*PROBLEM DETAILS*.
When you spot the word "ports" in a line of the data below, copy that line.

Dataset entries
▬▬▬▬▬▬
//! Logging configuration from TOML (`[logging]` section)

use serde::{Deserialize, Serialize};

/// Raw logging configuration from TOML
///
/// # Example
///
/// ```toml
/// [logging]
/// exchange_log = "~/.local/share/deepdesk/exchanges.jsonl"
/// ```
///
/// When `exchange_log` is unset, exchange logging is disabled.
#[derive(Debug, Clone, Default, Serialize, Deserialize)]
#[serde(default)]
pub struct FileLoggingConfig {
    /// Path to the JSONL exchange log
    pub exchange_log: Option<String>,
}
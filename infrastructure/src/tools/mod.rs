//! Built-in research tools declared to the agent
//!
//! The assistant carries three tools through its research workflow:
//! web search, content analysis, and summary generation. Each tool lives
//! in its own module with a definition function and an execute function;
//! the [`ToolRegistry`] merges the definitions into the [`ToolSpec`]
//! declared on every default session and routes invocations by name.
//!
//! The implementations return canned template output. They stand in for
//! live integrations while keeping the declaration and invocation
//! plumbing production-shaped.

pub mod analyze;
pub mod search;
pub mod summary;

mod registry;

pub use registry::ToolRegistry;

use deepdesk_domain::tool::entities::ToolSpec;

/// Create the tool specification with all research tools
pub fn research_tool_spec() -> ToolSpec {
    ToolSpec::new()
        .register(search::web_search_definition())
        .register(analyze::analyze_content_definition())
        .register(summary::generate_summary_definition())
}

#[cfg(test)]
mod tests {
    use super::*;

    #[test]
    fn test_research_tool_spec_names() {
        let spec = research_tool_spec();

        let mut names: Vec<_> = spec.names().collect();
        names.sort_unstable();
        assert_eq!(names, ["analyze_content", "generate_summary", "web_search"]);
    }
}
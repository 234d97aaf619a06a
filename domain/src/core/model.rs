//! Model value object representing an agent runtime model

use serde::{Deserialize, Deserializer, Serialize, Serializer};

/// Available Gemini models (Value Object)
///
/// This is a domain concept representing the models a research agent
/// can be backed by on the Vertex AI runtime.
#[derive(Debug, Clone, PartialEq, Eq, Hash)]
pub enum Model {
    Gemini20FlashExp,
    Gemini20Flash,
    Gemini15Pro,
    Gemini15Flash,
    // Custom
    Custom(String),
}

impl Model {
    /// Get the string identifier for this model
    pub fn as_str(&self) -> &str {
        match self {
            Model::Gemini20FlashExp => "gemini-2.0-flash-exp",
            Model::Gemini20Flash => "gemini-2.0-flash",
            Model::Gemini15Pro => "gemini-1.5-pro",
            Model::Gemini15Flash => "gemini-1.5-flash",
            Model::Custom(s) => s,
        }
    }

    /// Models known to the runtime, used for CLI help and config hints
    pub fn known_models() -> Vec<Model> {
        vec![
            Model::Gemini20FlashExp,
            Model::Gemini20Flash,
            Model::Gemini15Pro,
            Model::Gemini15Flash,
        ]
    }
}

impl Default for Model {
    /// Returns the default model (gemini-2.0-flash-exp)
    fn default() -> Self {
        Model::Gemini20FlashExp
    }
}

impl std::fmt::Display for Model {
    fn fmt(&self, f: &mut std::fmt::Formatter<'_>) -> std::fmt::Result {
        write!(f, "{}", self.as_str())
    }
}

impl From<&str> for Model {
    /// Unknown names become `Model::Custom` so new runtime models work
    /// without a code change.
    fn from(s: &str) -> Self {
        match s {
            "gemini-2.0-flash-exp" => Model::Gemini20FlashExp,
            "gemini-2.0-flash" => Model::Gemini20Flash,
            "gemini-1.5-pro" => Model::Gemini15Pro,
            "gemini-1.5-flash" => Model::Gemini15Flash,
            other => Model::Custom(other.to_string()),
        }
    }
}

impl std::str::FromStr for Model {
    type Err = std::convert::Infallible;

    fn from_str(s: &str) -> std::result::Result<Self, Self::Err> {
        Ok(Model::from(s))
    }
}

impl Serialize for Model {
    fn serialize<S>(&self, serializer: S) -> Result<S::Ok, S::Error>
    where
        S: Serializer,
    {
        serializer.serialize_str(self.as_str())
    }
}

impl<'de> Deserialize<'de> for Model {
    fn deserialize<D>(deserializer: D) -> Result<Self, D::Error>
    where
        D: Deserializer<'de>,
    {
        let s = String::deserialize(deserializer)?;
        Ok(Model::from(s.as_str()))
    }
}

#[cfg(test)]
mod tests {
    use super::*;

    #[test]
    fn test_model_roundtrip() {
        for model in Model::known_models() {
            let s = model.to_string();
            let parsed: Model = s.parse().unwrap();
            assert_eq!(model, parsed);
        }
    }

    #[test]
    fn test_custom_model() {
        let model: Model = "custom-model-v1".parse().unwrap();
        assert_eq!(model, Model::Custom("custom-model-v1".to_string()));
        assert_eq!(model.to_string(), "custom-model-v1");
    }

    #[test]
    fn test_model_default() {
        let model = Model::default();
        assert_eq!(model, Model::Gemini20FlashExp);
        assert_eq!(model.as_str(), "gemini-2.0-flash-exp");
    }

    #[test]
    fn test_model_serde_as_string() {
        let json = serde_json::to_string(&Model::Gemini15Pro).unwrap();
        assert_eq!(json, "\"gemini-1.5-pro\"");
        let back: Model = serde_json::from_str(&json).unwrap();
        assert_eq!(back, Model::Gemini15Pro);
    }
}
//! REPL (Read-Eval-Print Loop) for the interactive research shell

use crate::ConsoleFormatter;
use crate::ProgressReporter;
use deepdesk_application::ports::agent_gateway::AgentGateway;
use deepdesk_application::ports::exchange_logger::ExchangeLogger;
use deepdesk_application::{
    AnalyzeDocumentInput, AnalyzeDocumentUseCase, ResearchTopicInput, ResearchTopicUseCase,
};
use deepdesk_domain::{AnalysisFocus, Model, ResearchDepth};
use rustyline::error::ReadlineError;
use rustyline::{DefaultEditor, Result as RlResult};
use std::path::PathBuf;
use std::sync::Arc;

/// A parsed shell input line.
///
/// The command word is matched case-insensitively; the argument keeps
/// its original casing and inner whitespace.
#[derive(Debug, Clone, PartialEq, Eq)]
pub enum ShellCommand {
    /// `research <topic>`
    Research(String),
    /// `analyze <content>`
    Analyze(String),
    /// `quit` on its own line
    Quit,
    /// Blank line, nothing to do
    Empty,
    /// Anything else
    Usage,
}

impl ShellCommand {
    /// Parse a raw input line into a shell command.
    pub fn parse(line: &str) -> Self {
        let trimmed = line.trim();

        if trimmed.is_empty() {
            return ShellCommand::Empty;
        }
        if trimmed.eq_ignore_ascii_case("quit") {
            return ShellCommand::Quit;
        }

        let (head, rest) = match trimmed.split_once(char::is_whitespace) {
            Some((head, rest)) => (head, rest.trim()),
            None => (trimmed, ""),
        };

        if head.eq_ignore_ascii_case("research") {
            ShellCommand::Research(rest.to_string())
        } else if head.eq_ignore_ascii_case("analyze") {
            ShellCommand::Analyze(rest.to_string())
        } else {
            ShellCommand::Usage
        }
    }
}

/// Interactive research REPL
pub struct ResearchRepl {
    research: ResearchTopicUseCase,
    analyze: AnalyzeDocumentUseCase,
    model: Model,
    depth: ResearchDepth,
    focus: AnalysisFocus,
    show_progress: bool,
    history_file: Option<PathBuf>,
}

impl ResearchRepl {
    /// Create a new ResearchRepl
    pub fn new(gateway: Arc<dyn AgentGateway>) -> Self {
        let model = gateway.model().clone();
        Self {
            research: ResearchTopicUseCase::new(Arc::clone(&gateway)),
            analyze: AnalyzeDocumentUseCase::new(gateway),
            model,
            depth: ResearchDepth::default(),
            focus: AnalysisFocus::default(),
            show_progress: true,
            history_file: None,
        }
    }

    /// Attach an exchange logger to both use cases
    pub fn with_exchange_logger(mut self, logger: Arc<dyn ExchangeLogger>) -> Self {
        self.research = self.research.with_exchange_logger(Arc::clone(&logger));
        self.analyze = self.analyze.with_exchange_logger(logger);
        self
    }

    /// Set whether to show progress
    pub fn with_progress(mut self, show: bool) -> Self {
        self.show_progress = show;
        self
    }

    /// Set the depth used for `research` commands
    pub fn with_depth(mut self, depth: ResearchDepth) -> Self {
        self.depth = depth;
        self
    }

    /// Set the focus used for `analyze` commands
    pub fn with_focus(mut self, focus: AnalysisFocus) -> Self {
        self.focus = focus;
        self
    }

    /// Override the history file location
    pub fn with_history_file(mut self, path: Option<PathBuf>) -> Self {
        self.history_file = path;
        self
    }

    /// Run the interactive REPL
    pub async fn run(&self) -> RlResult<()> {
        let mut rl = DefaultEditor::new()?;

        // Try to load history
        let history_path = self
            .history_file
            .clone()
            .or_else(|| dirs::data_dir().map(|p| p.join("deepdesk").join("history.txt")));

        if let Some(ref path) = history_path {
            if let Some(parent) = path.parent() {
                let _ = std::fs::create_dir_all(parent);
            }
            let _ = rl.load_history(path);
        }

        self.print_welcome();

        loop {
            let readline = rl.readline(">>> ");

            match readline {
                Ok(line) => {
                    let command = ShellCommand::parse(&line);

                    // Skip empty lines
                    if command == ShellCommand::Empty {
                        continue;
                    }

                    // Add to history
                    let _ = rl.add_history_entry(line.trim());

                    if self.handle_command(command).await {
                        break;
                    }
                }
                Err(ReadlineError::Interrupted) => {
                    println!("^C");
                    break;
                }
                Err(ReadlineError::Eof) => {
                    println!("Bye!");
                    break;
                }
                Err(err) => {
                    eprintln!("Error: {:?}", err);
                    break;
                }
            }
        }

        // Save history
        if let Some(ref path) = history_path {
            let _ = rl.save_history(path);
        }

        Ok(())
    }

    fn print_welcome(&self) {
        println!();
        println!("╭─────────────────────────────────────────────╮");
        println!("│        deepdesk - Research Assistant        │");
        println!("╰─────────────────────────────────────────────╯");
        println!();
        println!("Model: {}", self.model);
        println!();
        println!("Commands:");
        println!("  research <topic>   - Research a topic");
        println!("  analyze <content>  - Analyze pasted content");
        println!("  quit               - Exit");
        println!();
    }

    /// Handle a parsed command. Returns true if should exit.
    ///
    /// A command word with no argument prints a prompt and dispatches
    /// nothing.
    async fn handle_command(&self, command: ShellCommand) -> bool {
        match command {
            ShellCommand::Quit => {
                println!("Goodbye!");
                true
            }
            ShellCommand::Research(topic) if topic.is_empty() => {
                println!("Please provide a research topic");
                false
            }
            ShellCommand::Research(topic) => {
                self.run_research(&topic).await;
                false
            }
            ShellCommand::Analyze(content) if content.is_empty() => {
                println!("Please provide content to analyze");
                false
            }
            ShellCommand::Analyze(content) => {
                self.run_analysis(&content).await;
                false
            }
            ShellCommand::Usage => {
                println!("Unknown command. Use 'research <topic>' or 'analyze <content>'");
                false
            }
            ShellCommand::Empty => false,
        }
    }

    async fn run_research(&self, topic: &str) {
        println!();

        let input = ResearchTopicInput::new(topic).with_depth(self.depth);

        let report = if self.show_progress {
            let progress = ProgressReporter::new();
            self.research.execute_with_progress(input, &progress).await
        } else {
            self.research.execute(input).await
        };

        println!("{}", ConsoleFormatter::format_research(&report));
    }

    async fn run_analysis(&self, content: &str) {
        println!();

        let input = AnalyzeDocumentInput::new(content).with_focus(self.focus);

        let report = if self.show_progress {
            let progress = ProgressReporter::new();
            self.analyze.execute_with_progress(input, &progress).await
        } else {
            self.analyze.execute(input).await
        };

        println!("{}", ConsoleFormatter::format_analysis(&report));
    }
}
▬▬▬▬▬▬
*EXERCISE RESULT*.
use deepdesk_application::ports::agent_gateway::AgentGateway;
use deepdesk_application::ports::exchange_logger::ExchangeLogger;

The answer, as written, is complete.